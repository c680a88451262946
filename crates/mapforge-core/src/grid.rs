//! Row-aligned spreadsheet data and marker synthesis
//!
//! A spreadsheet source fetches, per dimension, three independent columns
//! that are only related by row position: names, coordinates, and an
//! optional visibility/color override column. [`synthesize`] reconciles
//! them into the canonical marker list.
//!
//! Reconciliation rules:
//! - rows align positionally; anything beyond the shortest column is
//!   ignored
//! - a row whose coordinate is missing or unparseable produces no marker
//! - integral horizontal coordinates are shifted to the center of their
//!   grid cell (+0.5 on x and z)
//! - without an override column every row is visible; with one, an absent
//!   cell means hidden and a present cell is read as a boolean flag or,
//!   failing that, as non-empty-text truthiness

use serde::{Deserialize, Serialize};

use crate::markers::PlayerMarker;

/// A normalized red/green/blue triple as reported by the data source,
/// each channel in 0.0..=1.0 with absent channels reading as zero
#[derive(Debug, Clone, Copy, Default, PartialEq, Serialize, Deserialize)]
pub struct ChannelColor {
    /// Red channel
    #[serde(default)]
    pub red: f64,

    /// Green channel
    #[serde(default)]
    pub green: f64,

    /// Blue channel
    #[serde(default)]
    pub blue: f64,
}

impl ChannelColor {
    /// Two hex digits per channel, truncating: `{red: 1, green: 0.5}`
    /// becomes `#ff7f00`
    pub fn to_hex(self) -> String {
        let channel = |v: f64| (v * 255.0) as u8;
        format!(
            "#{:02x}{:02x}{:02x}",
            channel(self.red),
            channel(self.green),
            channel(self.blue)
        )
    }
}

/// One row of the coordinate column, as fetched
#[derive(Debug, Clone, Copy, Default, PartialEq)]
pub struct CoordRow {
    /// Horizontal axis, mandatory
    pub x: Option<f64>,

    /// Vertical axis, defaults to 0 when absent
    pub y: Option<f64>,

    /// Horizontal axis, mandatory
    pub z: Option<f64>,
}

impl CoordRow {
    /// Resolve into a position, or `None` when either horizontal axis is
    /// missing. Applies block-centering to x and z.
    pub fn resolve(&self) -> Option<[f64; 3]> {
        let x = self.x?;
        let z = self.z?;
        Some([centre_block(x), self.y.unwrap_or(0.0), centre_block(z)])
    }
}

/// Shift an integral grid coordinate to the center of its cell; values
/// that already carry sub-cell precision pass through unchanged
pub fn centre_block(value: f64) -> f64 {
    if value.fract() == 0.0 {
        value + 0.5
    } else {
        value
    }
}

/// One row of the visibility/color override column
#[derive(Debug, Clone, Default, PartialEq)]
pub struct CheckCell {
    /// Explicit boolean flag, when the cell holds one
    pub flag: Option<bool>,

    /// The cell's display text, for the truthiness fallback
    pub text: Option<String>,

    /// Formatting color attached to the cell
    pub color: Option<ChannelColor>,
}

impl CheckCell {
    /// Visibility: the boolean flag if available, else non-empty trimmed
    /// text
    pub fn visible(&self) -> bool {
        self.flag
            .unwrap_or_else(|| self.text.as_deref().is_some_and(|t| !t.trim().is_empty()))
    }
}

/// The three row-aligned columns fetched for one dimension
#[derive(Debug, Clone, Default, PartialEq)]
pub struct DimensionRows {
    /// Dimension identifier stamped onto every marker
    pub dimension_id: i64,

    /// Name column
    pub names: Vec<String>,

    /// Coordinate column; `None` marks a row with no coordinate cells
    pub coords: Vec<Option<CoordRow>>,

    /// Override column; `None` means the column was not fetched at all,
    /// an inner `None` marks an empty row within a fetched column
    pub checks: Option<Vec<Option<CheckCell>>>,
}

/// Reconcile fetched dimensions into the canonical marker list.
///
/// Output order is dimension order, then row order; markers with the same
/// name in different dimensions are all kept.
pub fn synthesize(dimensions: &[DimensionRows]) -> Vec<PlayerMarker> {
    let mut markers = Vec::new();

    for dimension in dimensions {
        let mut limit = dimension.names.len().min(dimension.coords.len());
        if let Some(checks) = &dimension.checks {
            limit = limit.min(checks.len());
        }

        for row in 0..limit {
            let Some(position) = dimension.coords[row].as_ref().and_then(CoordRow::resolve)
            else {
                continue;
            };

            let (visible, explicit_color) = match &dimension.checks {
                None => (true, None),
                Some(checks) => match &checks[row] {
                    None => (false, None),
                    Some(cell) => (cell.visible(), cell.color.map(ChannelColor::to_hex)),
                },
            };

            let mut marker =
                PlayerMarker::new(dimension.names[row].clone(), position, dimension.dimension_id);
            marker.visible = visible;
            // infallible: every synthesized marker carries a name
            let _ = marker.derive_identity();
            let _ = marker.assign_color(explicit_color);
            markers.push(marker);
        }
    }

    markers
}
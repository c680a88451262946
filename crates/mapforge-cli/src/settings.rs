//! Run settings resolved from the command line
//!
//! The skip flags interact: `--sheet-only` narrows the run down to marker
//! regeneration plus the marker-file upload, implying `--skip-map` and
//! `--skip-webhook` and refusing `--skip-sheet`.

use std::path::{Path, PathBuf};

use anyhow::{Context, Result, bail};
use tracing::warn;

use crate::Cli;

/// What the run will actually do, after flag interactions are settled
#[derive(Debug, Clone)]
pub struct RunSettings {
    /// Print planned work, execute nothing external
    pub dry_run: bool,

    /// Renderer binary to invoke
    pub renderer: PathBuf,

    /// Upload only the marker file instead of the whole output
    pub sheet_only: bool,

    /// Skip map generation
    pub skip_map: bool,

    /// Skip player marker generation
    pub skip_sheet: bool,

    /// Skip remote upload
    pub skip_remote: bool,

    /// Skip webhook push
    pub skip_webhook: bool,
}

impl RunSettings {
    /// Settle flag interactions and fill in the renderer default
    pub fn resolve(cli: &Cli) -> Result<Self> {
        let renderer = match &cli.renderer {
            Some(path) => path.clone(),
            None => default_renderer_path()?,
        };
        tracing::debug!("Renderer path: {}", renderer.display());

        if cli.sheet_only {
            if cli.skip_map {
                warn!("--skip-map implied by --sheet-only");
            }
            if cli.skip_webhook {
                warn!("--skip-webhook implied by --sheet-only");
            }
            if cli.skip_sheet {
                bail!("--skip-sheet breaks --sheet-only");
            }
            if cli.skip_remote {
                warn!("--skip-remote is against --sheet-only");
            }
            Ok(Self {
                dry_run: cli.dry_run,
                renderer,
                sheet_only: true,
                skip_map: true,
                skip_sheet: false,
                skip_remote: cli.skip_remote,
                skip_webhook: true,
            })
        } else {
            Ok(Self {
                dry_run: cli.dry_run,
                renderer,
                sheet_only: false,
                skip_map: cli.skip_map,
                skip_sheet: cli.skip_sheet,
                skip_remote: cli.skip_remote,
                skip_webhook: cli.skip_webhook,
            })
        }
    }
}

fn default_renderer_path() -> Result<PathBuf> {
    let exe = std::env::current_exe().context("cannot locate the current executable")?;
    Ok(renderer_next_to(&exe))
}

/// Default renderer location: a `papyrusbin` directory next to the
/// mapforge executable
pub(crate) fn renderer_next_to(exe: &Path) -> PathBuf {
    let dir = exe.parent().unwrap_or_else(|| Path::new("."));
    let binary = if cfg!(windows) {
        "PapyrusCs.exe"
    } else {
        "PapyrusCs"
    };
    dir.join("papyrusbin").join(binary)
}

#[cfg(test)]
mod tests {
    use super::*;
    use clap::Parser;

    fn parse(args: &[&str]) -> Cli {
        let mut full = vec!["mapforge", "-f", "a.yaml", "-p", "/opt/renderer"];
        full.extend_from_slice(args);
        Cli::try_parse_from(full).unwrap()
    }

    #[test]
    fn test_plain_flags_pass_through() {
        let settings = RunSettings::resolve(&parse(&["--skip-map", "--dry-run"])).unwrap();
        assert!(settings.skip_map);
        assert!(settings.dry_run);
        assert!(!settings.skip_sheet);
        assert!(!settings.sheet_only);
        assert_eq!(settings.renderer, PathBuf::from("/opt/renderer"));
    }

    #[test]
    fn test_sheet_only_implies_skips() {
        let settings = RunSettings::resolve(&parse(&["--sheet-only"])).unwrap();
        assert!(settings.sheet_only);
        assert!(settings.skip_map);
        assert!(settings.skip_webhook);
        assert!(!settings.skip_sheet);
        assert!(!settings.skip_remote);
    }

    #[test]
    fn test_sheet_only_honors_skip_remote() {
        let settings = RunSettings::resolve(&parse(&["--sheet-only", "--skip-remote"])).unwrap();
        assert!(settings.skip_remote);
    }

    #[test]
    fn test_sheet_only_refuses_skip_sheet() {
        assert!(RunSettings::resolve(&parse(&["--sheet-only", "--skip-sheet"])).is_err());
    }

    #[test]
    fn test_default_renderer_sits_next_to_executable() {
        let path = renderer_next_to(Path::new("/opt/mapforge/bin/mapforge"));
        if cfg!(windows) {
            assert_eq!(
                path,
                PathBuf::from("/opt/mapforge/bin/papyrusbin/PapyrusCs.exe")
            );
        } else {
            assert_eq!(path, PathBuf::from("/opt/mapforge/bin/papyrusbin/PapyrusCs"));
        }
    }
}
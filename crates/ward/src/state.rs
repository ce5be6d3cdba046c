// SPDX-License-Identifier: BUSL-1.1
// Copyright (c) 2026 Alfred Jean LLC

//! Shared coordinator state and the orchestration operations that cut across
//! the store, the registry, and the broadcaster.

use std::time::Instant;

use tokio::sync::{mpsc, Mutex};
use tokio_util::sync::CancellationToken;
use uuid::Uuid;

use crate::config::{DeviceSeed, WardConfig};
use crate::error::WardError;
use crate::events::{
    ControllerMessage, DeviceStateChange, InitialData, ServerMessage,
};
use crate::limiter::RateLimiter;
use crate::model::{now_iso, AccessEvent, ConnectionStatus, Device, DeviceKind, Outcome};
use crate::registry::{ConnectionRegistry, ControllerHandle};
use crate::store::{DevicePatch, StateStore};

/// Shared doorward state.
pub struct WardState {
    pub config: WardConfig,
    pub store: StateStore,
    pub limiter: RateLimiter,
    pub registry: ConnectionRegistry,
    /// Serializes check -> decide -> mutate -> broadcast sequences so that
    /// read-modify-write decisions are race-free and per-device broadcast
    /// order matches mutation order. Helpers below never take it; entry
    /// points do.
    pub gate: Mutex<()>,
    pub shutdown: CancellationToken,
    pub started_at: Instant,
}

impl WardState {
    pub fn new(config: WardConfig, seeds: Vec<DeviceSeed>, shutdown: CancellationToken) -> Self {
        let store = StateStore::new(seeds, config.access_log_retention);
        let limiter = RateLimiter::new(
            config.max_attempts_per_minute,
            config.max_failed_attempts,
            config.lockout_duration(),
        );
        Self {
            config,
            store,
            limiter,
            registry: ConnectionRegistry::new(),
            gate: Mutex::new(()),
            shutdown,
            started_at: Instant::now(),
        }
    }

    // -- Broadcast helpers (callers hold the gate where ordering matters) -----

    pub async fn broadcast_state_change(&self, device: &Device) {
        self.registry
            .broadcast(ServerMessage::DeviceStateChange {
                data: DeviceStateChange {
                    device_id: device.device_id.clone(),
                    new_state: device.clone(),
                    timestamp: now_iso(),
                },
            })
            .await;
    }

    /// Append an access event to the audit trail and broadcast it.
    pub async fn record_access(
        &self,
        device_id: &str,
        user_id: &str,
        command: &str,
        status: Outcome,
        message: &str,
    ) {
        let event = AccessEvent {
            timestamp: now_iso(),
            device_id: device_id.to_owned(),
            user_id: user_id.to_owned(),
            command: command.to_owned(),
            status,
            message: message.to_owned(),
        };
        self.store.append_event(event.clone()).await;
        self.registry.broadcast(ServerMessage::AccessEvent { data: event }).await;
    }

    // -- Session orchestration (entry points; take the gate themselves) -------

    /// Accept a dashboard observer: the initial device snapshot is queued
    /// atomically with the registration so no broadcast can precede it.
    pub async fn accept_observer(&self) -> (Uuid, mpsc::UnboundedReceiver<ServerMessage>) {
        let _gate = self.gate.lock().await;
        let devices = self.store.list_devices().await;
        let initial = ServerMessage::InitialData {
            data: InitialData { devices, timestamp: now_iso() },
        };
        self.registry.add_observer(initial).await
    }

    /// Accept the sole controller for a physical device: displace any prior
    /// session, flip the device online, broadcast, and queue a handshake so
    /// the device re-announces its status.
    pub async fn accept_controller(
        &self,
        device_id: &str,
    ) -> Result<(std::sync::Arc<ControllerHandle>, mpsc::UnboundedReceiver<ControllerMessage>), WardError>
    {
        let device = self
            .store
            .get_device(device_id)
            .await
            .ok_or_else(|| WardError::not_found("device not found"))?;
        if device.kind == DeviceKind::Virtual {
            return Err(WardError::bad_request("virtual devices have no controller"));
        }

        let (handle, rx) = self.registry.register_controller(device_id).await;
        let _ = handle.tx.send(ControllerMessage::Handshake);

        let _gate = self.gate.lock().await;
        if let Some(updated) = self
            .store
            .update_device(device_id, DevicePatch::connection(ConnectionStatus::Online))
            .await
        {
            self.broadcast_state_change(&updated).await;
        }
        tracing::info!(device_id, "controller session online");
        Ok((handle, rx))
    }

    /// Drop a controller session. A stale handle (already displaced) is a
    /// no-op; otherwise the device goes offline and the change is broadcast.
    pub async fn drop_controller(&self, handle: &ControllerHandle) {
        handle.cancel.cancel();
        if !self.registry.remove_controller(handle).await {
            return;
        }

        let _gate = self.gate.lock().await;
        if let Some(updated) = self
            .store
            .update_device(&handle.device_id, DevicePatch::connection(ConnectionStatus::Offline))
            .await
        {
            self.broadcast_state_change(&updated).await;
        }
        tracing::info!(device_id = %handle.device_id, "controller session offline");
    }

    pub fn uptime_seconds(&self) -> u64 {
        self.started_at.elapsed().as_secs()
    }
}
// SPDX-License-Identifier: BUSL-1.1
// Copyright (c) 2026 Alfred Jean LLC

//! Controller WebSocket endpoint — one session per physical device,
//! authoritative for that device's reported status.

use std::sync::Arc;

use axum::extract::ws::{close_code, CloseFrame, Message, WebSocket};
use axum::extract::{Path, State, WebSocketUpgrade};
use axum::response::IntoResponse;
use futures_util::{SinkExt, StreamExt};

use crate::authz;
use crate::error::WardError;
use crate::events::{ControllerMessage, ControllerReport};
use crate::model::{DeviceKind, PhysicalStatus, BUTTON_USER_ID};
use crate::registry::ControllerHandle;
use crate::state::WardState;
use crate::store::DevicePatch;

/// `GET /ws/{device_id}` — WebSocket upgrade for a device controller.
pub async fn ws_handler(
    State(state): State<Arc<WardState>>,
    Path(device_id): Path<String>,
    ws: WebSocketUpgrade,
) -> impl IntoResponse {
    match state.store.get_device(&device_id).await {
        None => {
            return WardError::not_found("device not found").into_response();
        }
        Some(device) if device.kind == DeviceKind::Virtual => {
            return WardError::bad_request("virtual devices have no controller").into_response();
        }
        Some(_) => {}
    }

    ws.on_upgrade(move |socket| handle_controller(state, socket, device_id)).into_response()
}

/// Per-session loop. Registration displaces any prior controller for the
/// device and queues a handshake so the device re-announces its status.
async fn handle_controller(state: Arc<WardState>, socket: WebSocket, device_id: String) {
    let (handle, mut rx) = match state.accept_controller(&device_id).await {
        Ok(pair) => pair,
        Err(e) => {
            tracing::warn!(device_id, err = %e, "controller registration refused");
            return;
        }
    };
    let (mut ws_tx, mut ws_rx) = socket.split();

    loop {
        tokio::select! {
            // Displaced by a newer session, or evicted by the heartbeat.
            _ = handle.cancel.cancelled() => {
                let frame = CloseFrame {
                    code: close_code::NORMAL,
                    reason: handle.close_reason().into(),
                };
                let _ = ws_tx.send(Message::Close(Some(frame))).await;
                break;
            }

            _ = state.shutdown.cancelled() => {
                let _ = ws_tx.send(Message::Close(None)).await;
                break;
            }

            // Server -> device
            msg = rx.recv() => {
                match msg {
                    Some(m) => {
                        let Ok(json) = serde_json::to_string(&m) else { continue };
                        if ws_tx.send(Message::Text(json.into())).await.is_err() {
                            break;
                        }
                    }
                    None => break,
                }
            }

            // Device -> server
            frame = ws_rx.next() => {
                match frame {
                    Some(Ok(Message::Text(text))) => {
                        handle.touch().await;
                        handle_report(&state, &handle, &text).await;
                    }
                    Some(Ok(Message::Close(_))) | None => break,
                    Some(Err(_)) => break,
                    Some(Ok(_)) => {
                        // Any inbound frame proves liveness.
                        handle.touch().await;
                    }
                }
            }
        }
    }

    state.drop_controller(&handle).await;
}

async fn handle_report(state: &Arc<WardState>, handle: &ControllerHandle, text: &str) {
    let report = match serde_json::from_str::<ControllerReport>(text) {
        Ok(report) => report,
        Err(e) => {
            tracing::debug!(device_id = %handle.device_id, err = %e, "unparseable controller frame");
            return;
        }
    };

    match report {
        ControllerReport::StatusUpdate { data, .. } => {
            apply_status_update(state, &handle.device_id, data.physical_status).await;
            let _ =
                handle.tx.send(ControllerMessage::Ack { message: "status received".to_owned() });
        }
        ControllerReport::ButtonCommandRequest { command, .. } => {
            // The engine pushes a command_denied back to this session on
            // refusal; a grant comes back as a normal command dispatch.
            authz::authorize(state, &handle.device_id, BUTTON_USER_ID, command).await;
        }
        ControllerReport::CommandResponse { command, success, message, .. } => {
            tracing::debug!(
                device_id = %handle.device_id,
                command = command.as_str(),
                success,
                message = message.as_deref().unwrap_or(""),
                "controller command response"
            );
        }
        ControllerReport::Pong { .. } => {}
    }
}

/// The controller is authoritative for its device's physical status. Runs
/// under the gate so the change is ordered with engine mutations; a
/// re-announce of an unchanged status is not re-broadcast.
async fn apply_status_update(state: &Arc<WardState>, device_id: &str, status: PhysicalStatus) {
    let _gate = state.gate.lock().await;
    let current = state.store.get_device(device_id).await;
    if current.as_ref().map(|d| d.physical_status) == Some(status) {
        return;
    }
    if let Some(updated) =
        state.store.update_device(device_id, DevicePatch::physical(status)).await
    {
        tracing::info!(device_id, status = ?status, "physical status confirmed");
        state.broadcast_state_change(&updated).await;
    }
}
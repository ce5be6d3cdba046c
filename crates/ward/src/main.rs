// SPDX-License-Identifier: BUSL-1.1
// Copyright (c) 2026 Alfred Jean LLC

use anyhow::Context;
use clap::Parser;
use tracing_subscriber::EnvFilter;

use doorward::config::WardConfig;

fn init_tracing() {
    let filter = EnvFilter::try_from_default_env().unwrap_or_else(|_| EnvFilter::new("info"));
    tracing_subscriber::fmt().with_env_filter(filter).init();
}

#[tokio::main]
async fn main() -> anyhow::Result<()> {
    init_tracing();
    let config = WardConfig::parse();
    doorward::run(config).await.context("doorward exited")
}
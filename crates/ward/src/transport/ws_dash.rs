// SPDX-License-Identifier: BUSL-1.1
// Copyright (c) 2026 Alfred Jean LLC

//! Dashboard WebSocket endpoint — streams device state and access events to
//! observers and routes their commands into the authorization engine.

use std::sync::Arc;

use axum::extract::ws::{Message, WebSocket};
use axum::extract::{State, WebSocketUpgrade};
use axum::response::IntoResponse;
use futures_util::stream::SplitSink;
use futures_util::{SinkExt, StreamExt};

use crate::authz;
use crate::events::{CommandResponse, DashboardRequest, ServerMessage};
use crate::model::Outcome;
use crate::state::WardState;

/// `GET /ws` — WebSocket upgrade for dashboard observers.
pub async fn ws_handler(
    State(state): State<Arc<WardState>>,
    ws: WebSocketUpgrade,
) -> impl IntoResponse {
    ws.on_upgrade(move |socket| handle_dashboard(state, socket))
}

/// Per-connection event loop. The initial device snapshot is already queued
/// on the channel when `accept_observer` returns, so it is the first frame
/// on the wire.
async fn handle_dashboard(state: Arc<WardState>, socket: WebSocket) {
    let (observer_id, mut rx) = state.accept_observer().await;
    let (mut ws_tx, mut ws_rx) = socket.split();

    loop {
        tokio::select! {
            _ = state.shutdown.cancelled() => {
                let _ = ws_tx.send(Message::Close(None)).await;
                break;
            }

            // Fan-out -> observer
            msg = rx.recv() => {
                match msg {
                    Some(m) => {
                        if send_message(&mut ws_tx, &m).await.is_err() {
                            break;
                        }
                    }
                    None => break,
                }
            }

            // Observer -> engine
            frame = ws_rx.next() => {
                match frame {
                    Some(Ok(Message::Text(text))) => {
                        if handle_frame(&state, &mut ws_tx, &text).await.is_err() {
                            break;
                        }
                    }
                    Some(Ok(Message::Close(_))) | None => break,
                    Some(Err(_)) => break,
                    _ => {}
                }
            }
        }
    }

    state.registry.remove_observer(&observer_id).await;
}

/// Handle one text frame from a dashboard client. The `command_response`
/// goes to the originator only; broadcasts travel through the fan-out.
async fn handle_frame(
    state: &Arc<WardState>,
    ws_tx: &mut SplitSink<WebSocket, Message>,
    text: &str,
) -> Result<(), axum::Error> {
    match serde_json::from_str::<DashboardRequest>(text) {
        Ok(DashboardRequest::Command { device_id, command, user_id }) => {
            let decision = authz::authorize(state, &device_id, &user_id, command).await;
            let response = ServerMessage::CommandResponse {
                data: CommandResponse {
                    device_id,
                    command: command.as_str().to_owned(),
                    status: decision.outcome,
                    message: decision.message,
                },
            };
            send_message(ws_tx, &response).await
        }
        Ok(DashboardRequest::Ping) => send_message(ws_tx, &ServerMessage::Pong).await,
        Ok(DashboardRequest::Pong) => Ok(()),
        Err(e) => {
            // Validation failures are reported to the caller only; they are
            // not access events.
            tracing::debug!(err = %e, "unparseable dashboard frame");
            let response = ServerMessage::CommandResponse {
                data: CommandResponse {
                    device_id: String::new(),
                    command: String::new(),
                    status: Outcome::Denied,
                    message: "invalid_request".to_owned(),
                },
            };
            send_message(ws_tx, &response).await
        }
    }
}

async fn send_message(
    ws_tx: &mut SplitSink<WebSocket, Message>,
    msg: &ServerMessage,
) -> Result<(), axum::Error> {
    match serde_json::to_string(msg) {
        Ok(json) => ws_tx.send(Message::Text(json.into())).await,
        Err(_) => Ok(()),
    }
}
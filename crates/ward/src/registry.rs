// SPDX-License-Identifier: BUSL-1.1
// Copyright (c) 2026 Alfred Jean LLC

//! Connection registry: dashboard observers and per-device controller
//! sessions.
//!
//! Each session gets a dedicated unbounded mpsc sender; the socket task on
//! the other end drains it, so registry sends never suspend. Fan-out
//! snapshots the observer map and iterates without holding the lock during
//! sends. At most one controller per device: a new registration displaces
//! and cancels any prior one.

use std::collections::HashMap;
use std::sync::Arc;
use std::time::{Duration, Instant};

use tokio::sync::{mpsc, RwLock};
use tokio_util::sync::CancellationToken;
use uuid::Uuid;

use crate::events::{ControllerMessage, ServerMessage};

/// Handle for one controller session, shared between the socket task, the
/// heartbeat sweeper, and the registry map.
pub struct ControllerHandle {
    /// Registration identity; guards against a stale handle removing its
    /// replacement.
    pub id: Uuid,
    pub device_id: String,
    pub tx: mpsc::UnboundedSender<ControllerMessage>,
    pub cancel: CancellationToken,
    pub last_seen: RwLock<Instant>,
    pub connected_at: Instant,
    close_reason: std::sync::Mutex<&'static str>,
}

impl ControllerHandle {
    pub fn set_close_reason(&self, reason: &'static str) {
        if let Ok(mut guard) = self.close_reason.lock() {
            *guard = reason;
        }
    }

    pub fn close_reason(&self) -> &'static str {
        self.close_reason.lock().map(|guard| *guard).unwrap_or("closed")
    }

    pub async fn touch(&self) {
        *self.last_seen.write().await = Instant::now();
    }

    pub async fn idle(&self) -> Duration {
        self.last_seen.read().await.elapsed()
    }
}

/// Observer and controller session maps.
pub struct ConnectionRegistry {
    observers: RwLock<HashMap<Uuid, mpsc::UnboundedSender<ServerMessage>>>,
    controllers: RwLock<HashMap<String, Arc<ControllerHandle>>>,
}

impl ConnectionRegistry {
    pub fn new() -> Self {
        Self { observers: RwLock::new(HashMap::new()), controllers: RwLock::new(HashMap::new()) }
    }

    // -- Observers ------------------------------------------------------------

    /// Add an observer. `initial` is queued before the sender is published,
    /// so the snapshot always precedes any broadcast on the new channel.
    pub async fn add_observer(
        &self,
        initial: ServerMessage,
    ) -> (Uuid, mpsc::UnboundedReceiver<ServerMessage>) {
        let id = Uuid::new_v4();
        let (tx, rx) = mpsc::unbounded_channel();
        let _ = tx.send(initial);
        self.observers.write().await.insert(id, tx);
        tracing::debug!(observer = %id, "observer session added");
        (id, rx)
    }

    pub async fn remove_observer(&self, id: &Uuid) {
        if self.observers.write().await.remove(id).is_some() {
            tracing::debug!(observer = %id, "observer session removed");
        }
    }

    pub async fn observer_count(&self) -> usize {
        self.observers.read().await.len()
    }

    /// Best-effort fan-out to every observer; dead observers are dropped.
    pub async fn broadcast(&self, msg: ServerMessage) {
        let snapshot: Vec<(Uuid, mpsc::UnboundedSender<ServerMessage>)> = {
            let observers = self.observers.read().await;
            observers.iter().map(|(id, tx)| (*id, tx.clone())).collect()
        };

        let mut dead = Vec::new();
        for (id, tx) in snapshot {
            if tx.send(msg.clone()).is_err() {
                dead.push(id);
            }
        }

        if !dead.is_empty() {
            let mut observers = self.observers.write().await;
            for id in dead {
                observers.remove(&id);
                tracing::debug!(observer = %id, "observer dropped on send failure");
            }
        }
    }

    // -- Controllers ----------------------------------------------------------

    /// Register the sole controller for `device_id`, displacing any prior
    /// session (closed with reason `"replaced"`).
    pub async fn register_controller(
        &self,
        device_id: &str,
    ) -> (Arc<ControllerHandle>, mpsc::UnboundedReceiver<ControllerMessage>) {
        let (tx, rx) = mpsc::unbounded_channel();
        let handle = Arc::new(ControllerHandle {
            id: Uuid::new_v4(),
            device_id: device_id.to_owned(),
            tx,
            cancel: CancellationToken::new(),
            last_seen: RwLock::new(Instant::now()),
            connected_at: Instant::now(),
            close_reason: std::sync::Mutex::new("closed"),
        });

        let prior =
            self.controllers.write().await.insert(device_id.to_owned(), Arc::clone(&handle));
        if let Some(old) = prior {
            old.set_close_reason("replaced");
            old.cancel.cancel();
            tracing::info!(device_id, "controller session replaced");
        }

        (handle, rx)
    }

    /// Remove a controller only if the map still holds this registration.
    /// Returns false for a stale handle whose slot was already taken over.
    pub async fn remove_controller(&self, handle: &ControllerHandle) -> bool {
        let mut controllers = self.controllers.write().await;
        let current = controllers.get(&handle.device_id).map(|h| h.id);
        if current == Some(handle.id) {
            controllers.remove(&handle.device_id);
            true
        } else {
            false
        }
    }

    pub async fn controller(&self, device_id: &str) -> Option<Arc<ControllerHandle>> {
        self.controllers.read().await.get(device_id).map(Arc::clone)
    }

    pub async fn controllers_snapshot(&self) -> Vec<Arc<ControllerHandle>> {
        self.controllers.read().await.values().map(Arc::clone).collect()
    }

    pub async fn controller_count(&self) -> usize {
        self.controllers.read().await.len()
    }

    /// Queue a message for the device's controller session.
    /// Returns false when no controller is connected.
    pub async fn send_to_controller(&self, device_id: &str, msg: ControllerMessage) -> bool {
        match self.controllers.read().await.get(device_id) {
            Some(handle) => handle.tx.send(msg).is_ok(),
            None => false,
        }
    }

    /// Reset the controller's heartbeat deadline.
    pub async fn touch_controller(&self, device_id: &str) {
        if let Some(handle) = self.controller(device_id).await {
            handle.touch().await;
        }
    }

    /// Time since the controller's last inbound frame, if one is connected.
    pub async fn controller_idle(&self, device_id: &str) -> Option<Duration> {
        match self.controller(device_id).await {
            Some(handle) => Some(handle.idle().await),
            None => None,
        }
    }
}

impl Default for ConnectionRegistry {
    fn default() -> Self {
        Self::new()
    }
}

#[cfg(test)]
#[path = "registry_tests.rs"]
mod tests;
____________________
◆ Problem to solve
For the string "interactions", tally the lines above that contain it and give only the figure.

◆ Solution to this task
2